Task goal:
Every line below between the line holding "const OUTPUT: &str" and the line holding "1 inadmissible values\n\", inclusive, should be repeated exactly, and all other lines omitted.

[Stored data entries]
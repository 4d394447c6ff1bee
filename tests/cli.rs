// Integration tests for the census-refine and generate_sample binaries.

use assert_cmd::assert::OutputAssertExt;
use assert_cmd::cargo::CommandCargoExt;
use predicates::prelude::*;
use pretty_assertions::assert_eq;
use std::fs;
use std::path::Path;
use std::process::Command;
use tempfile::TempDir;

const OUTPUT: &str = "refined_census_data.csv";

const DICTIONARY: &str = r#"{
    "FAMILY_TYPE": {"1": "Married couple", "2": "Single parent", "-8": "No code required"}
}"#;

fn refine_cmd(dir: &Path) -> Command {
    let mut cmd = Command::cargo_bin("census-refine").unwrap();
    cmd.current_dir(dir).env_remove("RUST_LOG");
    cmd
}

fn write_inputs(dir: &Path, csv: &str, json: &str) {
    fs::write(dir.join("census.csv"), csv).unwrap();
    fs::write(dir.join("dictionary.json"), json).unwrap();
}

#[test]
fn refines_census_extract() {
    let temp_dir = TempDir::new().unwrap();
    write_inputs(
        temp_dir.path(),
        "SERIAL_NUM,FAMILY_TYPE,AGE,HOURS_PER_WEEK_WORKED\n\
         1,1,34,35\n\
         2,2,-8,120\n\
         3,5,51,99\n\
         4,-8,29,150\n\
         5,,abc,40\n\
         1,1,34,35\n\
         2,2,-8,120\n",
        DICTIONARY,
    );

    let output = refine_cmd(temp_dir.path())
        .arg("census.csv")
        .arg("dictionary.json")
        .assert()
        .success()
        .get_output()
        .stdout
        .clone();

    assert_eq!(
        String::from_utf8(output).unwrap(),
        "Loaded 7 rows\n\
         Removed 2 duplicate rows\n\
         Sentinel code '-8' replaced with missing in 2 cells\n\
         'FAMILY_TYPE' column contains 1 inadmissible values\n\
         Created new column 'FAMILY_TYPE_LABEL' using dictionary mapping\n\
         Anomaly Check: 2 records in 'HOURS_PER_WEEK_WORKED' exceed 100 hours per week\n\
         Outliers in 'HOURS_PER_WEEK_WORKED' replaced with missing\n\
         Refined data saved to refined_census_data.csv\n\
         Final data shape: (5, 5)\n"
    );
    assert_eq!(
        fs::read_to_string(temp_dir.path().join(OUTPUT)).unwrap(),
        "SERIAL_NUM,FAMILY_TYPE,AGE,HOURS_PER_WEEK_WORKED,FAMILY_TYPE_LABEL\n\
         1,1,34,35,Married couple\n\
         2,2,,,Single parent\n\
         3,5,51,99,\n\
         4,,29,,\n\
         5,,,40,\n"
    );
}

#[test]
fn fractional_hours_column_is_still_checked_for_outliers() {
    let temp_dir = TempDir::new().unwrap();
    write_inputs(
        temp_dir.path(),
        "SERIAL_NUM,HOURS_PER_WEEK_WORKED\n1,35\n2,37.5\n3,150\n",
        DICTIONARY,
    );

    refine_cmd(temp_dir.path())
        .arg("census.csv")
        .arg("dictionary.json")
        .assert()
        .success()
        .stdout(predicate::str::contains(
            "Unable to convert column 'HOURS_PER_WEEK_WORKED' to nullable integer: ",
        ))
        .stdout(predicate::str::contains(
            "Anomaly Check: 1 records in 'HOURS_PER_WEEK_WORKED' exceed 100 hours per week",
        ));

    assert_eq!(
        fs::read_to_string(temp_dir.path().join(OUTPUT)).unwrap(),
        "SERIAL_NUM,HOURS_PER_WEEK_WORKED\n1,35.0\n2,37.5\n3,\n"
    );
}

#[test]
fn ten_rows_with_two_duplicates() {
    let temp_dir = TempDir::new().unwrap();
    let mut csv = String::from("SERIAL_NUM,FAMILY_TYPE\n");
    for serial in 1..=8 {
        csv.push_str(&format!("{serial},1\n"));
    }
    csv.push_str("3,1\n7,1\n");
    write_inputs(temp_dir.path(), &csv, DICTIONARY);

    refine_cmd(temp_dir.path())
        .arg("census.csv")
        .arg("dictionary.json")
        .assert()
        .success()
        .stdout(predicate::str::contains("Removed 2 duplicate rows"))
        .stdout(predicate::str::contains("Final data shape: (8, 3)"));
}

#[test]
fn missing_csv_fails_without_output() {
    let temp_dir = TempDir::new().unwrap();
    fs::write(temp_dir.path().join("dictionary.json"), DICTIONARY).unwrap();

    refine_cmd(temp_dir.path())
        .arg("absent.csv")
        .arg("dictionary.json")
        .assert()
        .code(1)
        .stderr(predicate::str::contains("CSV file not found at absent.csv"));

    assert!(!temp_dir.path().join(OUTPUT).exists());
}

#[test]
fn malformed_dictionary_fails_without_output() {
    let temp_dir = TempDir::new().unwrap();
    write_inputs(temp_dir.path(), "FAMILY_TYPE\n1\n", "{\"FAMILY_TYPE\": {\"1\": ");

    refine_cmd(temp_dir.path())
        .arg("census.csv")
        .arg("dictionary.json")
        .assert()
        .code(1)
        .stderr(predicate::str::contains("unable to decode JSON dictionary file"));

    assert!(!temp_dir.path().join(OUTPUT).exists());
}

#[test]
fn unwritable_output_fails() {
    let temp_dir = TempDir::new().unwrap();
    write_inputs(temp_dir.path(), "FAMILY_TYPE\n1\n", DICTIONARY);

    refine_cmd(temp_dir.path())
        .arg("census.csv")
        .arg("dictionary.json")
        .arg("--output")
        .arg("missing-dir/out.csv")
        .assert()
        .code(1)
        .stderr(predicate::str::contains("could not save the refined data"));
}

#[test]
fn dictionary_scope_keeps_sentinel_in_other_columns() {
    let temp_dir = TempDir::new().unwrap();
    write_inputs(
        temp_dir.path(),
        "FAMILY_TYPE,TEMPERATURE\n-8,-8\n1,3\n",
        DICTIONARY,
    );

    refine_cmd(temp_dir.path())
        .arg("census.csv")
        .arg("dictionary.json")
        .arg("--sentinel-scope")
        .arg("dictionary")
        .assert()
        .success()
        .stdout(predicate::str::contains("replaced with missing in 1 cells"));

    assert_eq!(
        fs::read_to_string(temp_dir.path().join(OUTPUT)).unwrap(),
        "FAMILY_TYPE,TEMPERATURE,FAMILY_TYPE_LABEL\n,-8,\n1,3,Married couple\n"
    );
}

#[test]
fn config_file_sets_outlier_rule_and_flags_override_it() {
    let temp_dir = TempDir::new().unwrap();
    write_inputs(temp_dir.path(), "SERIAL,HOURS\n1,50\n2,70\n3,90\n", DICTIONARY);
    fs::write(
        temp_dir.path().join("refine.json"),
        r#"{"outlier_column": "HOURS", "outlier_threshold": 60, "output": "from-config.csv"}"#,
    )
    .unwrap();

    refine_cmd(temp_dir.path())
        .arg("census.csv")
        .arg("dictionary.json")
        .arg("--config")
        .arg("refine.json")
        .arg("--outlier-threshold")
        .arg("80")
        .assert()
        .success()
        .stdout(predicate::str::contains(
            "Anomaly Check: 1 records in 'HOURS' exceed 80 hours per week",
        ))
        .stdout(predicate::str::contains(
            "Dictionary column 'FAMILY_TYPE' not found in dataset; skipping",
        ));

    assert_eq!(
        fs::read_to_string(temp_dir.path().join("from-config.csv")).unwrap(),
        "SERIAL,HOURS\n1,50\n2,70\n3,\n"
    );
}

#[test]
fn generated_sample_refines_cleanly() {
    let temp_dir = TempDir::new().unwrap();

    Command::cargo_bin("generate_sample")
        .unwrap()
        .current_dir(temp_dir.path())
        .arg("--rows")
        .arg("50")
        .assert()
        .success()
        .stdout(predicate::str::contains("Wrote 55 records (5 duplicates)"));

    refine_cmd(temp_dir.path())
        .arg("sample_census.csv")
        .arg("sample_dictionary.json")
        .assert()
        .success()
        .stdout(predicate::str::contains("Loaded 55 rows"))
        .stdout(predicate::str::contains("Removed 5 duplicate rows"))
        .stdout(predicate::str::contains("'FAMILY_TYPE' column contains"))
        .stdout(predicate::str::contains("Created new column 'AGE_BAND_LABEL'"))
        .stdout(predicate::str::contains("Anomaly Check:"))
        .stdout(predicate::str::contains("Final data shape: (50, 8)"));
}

Task result:
const OUTPUT: &str = "refined_census_data.csv";

const DICTIONARY: &str = r#"{
    "FAMILY_TYPE": {"1": "Married couple", "2": "Single parent", "-8": "No code required"}
}"#;

fn refine_cmd(dir: &Path) -> Command {
    let mut cmd = Command::cargo_bin("census-refine").unwrap();
    cmd.current_dir(dir).env_remove("RUST_LOG");
    cmd
}

fn write_inputs(dir: &Path, csv: &str, json: &str) {
    fs::write(dir.join("census.csv"), csv).unwrap();
    fs::write(dir.join("dictionary.json"), json).unwrap();
}

#[test]
fn refines_census_extract() {
    let temp_dir = TempDir::new().unwrap();
    write_inputs(
        temp_dir.path(),
        "SERIAL_NUM,FAMILY_TYPE,AGE,HOURS_PER_WEEK_WORKED\n\
         1,1,34,35\n\
         2,2,-8,120\n\
         3,5,51,99\n\
         4,-8,29,150\n\
         5,,abc,40\n\
         1,1,34,35\n\
         2,2,-8,120\n",
        DICTIONARY,
    );

    let output = refine_cmd(temp_dir.path())
        .arg("census.csv")
        .arg("dictionary.json")
        .assert()
        .success()
        .get_output()
        .stdout
        .clone();

    assert_eq!(
        String::from_utf8(output).unwrap(),
        "Loaded 7 rows\n\
         Removed 2 duplicate rows\n\
         Sentinel code '-8' replaced with missing in 2 cells\n\
         'FAMILY_TYPE' column contains 1 inadmissible values\n\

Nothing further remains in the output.